Part (ii) of element 9(d)
-
To prove that LN intended to inflict grievous bodily harm when she committed whatever assault or assaults caused the injuries to Joseph’s brain, the primary evidence was the nature of the injuries themselves and the medical opinions as to what would have been required to cause them. From those sources there was a strong circumstantial inference that the person who imparted the necessary force must have intended to cause at least grievous bodily harm to the three-year-old, Joseph. His frailty is depicted in contemporaneous photographs tendered to the jury. Secondly, there was FN’s evidence of LN’s statements in his presence that she wished she had never had the child and that she desired and intended to kill him. Thirdly, the applicant himself admitted to police that LN had told him she had such thoughts, prior to Joseph’s death.
No substantial miscarriage of justice
-
As held by the High Court in Weiss v The Queen (2005) 224 CLR 300, it is a necessary but not sufficient prerequisite for application of the proviso to s 6(1) of the Criminal Appeal Act that the appellate court should itself be satisfied beyond reasonable doubt of the guilt of the accused. On the basis of the evidence admissible against the applicant, to which I have referred, I am satisfied beyond reasonable doubt that LN murdered the deceased and that element 9(d) in the case against the applicant was thus established. No issue has been raised in the appeal as to perceived deficiency of proof with respect to any other element of the charge against him.

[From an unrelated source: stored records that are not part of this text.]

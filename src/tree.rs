use std::fmt;
use std::sync::atomic::{AtomicU16, Ordering};
use std::sync::{RwLock, RwLockReadGuard};

use chess::{Board, ChessMove, Color, File, Piece, Rank, Square};

use crate::errors::{AdvisorError, Result};

/// Advisor mark: the node has never been touched by the advisor.
pub const MARK_NONE: u16 = 0xFFFF;
/// Advisor mark: the node is queued for helper analysis. Written the instant
/// the node is enqueued; prevents duplicate enqueue.
pub const MARK_PENDING: u16 = 0xFFFE;

const PROMO_PIECES: [Piece; 4] = [Piece::Knight, Piece::Bishop, Piece::Rook, Piece::Queen];

fn square_index(sq: Square) -> u16 {
    (sq.get_rank().to_index() * 8 + sq.get_file().to_index()) as u16
}

fn square_from_index(index: u16) -> Square {
    Square::make_square(
        Rank::from_index((index as usize) >> 3),
        File::from_index((index as usize) & 7),
    )
}

/// Mirror a square across the horizontal center line (a2 <-> a7).
fn mirror_square(sq: Square) -> Square {
    Square::make_square(Rank::from_index(7 - sq.get_rank().to_index()), sq.get_file())
}

/// A move in the tree's internal encoding: a packed u16 whose squares are
/// stored relative to the side making the move. Moves by the second player
/// are rank-mirrored on the way in, so the stored value always reads as if
/// the mover were the first player. Converting back to an absolute board
/// move requires the same flip the conversion in was done under.
///
/// Layout: bits 0-5 origin square, 6-11 destination square, 12-14 promotion
/// (0 = none, 1..=4 = knight/bishop/rook/queen).
#[derive(Debug, Clone, Copy, PartialEq, Eq, Hash)]
pub struct TreeMove(u16);

impl TreeMove {
    /// Encode an absolute board move. `flip` is true when the mover is the
    /// second player.
    pub fn from_move(mv: ChessMove, flip: bool) -> Self {
        let (from, to) = if flip {
            (mirror_square(mv.get_source()), mirror_square(mv.get_dest()))
        } else {
            (mv.get_source(), mv.get_dest())
        };
        let promo = match mv.get_promotion() {
            None => 0u16,
            Some(piece) => {
                PROMO_PIECES
                    .iter()
                    .position(|p| *p == piece)
                    .map(|i| i as u16 + 1)
                    .unwrap_or(0)
            }
        };
        TreeMove(square_index(from) | (square_index(to) << 6) | (promo << 12))
    }

    /// Decode back to an absolute board move under the same flip state the
    /// move was encoded with.
    pub fn to_move(self, flip: bool) -> ChessMove {
        let mut from = square_from_index(self.0 & 0x3F);
        let mut to = square_from_index((self.0 >> 6) & 0x3F);
        if flip {
            from = mirror_square(from);
            to = mirror_square(to);
        }
        let promo = match (self.0 >> 12) & 0x7 {
            0 => None,
            n => PROMO_PIECES.get(n as usize - 1).copied(),
        };
        ChessMove::new(from, to, promo)
    }

    /// Raw packed representation. Always below the mark sentinels.
    pub fn as_packed(self) -> u16 {
        self.0
    }
}

impl fmt::Display for TreeMove {
    fn fmt(&self, f: &mut fmt::Formatter<'_>) -> fmt::Result {
        // Side-relative coordinates, as stored.
        write!(f, "{}", self.to_move(false))
    }
}

/// Stable identifier of a node in the search tree. Nodes are never removed,
/// so an id stays valid for the lifetime of the tree.
#[derive(Debug, Clone, Copy, PartialEq, Eq, Hash)]
pub struct NodeId(u32);

impl NodeId {
    pub fn index(self) -> usize {
        self.0 as usize
    }
}

struct NodeData {
    parent: Option<NodeId>,
    /// Move leading from the parent into this node, side-relative encoding.
    edge: Option<TreeMove>,
    /// Number of expanded child edges.
    num_edges: u32,
    /// Advisor mark; `MARK_NONE`, `MARK_PENDING`, or a packed suggested move.
    mark: AtomicU16,
}

impl NodeData {
    fn new(parent: Option<NodeId>, edge: Option<TreeMove>) -> Self {
        Self {
            parent,
            edge,
            num_edges: 0,
            mark: AtomicU16::new(MARK_NONE),
        }
    }
}

struct TreeInner {
    nodes: Vec<NodeData>,
    root: NodeId,
    root_board: Board,
}

/// The externally-owned search tree, reduced to the narrow interface the
/// advisor subsystem consumes: root, parent links, edge counts, per-edge
/// moves with a side-flip parameter, and the atomic pending sentinel.
/// Search threads mutate the tree under the write lock; the advisor only
/// ever reads (the sentinel is an atomic field, so marking a node pending
/// needs no write lock).
pub struct SearchTree {
    inner: RwLock<TreeInner>,
}

impl SearchTree {
    /// Create a tree holding a single root node at the given position.
    pub fn new(root_board: Board) -> Self {
        Self {
            inner: RwLock::new(TreeInner {
                nodes: vec![NodeData::new(None, None)],
                root: NodeId(0),
                root_board,
            }),
        }
    }

    /// Acquire the shared read lock for ancestry walks and edge reads.
    pub fn read(&self) -> TreeView<'_> {
        TreeView(self.inner.read().unwrap())
    }

    pub fn root(&self) -> NodeId {
        self.read().root()
    }

    pub fn root_board(&self) -> Board {
        self.read().root_board().clone()
    }

    pub fn black_to_move_at_root(&self) -> bool {
        self.read().black_to_move_at_root()
    }

    /// Expand one child edge of `parent` with the given absolute move.
    /// The caller (the search) is responsible for legality.
    pub fn add_child(&self, parent: NodeId, mv: ChessMove) -> NodeId {
        let mut inner = self.inner.write().unwrap();
        let black_at_root = inner.root_board.side_to_move() == Color::Black;
        let parent_depth = depth_of(&inner, parent);
        // Mover on this edge is the side to move at the parent.
        let flip = black_at_root ^ (parent_depth % 2 == 1);
        let id = NodeId(inner.nodes.len() as u32);
        inner
            .nodes
            .push(NodeData::new(Some(parent), Some(TreeMove::from_move(mv, flip))));
        inner.nodes[parent.index()].num_edges += 1;
        id
    }

    /// Advance the root to one of its children after a move was played on
    /// the board. Nodes outside the new root's subtree become stale and are
    /// swept from the advisor queues by the next purge pass.
    pub fn advance_root(&self, child: NodeId) -> Result<()> {
        let mut inner = self.inner.write().unwrap();
        if inner.nodes[child.index()].parent != Some(inner.root) {
            return Err(AdvisorError::InvalidPosition(
                "new root must be a child of the current root".to_string(),
            ));
        }
        let edge = inner.nodes[child.index()]
            .edge
            .ok_or_else(|| AdvisorError::InvalidPosition("child node has no edge move".to_string()))?;
        let flip = inner.root_board.side_to_move() == Color::Black;
        let mv = edge.to_move(flip);
        if !inner.root_board.legal(mv) {
            return Err(AdvisorError::InvalidPosition(format!(
                "edge move {} is not legal in the root position",
                mv
            )));
        }
        inner.root_board = inner.root_board.make_move_new(mv);
        inner.root = child;
        Ok(())
    }

    /// Reset the tree to a single root at a fresh position (new game).
    pub fn new_game(&self, root_board: Board) {
        let mut inner = self.inner.write().unwrap();
        inner.nodes = vec![NodeData::new(None, None)];
        inner.root = NodeId(0);
        inner.root_board = root_board;
    }

    /// Write the pending sentinel on a node.
    pub fn set_pending(&self, node: NodeId) {
        self.read().set_pending(node);
    }

    /// Current advisor mark of a node.
    pub fn mark(&self, node: NodeId) -> u16 {
        self.read().mark(node)
    }

    /// Record the helper's suggested first move on a node, replacing the
    /// pending sentinel.
    pub fn record_advisor_move(&self, node: NodeId, mv: TreeMove) {
        let inner = self.inner.read().unwrap();
        inner.nodes[node.index()]
            .mark
            .store(mv.as_packed(), Ordering::Release);
    }
}

fn depth_of(inner: &TreeInner, node: NodeId) -> usize {
    let mut depth = 0;
    let mut cur = node;
    while cur != inner.root {
        match inner.nodes[cur.index()].parent {
            Some(parent) => {
                depth += 1;
                cur = parent;
            }
            None => break,
        }
    }
    depth
}

/// Shared read view of the tree. Holding one pins the tree against
/// structural mutation; the advisor takes it for ancestry walks.
pub struct TreeView<'a>(RwLockReadGuard<'a, TreeInner>);

impl TreeView<'_> {
    pub fn root(&self) -> NodeId {
        self.0.root
    }

    pub fn root_board(&self) -> &Board {
        &self.0.root_board
    }

    pub fn black_to_move_at_root(&self) -> bool {
        self.0.root_board.side_to_move() == Color::Black
    }

    pub fn parent(&self, node: NodeId) -> Option<NodeId> {
        self.0.nodes[node.index()].parent
    }

    pub fn num_edges(&self, node: NodeId) -> usize {
        self.0.nodes[node.index()].num_edges as usize
    }

    /// Move leading into `node`, in the internal side-relative encoding.
    pub fn edge(&self, node: NodeId) -> Option<TreeMove> {
        self.0.nodes[node.index()].edge
    }

    /// Move leading into `node` as an absolute board move. `flip` is true
    /// when the mover on that edge is the second player.
    pub fn edge_move(&self, node: NodeId, flip: bool) -> Option<ChessMove> {
        self.0.nodes[node.index()].edge.map(|e| e.to_move(flip))
    }

    /// Distance from `node` up to the current root.
    pub fn depth(&self, node: NodeId) -> usize {
        depth_of(&self.0, node)
    }

    pub fn set_pending(&self, node: NodeId) {
        self.0.nodes[node.index()]
            .mark
            .store(MARK_PENDING, Ordering::Release);
    }

    pub fn mark(&self, node: NodeId) -> u16 {
        self.0.nodes[node.index()].mark.load(Ordering::Acquire)
    }
}

#[cfg(test)]
mod tests {
    use super::*;
    use std::str::FromStr;

    #[test]
    fn test_tree_move_round_trip_unflipped() {
        let mv = ChessMove::from_str("e2e4").unwrap();
        let tm = TreeMove::from_move(mv, false);
        assert_eq!(tm.to_move(false), mv);
    }

    #[test]
    fn test_tree_move_round_trip_flipped() {
        let mv = ChessMove::from_str("e7e5").unwrap();
        let tm = TreeMove::from_move(mv, true);
        // Stored side-relative: e7e5 mirrored reads as e2e4.
        assert_eq!(tm.to_move(false), ChessMove::from_str("e2e4").unwrap());
        assert_eq!(tm.to_move(true), mv);
    }

    #[test]
    fn test_tree_move_promotion_survives_mirror() {
        let mv = ChessMove::from_str("a7a8q").unwrap();
        let tm = TreeMove::from_move(mv, false);
        assert_eq!(tm.to_move(false), mv);

        let black_promo = ChessMove::from_str("h2h1n").unwrap();
        let tm = TreeMove::from_move(black_promo, true);
        assert_eq!(tm.to_move(true), black_promo);
    }

    #[test]
    fn test_packed_values_stay_below_sentinels() {
        // Highest possible encoding: h8 -> h8 with a queen promotion.
        let mv = ChessMove::new(Square::H8, Square::H8, Some(Piece::Queen));
        let tm = TreeMove::from_move(mv, false);
        assert!(tm.as_packed() < MARK_PENDING);
    }

    #[test]
    fn test_add_child_and_walk() {
        let tree = SearchTree::new(Board::default());
        let root = tree.root();
        let e4 = tree.add_child(root, ChessMove::from_str("e2e4").unwrap());
        let e5 = tree.add_child(e4, ChessMove::from_str("e7e5").unwrap());

        let view = tree.read();
        assert_eq!(view.num_edges(root), 1);
        assert_eq!(view.num_edges(e4), 1);
        assert_eq!(view.depth(e5), 2);
        assert_eq!(view.parent(e5), Some(e4));
        // White made the first edge move, black the second.
        assert_eq!(
            view.edge_move(e4, false),
            Some(ChessMove::from_str("e2e4").unwrap())
        );
        assert_eq!(
            view.edge_move(e5, true),
            Some(ChessMove::from_str("e7e5").unwrap())
        );
    }

    #[test]
    fn test_pending_mark() {
        let tree = SearchTree::new(Board::default());
        let root = tree.root();
        assert_eq!(tree.mark(root), MARK_NONE);
        tree.set_pending(root);
        assert_eq!(tree.mark(root), MARK_PENDING);

        let mv = TreeMove::from_move(ChessMove::from_str("e2e4").unwrap(), false);
        tree.record_advisor_move(root, mv);
        assert_eq!(tree.mark(root), mv.as_packed());
    }

    #[test]
    fn test_advance_root_updates_board_and_depths() {
        let tree = SearchTree::new(Board::default());
        let root = tree.root();
        let e4 = tree.add_child(root, ChessMove::from_str("e2e4").unwrap());
        let e5 = tree.add_child(e4, ChessMove::from_str("e7e5").unwrap());

        tree.advance_root(e4).unwrap();
        assert_eq!(tree.root(), e4);
        assert!(tree.black_to_move_at_root());
        assert_eq!(tree.read().depth(e5), 1);
    }

    #[test]
    fn test_advance_root_rejects_non_child() {
        let tree = SearchTree::new(Board::default());
        let root = tree.root();
        let e4 = tree.add_child(root, ChessMove::from_str("e2e4").unwrap());
        let e5 = tree.add_child(e4, ChessMove::from_str("e7e5").unwrap());
        assert!(tree.advance_root(e5).is_err());
    }

    #[test]
    fn test_new_game_resets() {
        let tree = SearchTree::new(Board::default());
        let root = tree.root();
        tree.add_child(root, ChessMove::from_str("e2e4").unwrap());
        tree.new_game(Board::default());
        assert_eq!(tree.read().num_edges(tree.root()), 0);
    }
}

I have no reasonable doubt concerning the applicant’s guilt on the charge of murder.
-
Although ground 1 might be decided in favour of the applicant, upon applying the proviso I would not uphold the appeal on this ground because I am satisfied that no substantial miscarriage of justice actually occurred. The jury may have understood the trial judge’s directions as permitting them to have regard to evidence that was admissible against LN only, for the purpose of finding the facts relevant to element 9(d). Such evidence was not capable of adding any significant weight to the clear proof, from material admissible against the applicant, that LN had murdered her son.
Ground 2 – no misdirection on extended joint criminal enterprise
-
I would dismiss ground 2 for the reasons assigned by Stern JA and I do not wish to add anything to what her Honour has written in that regard.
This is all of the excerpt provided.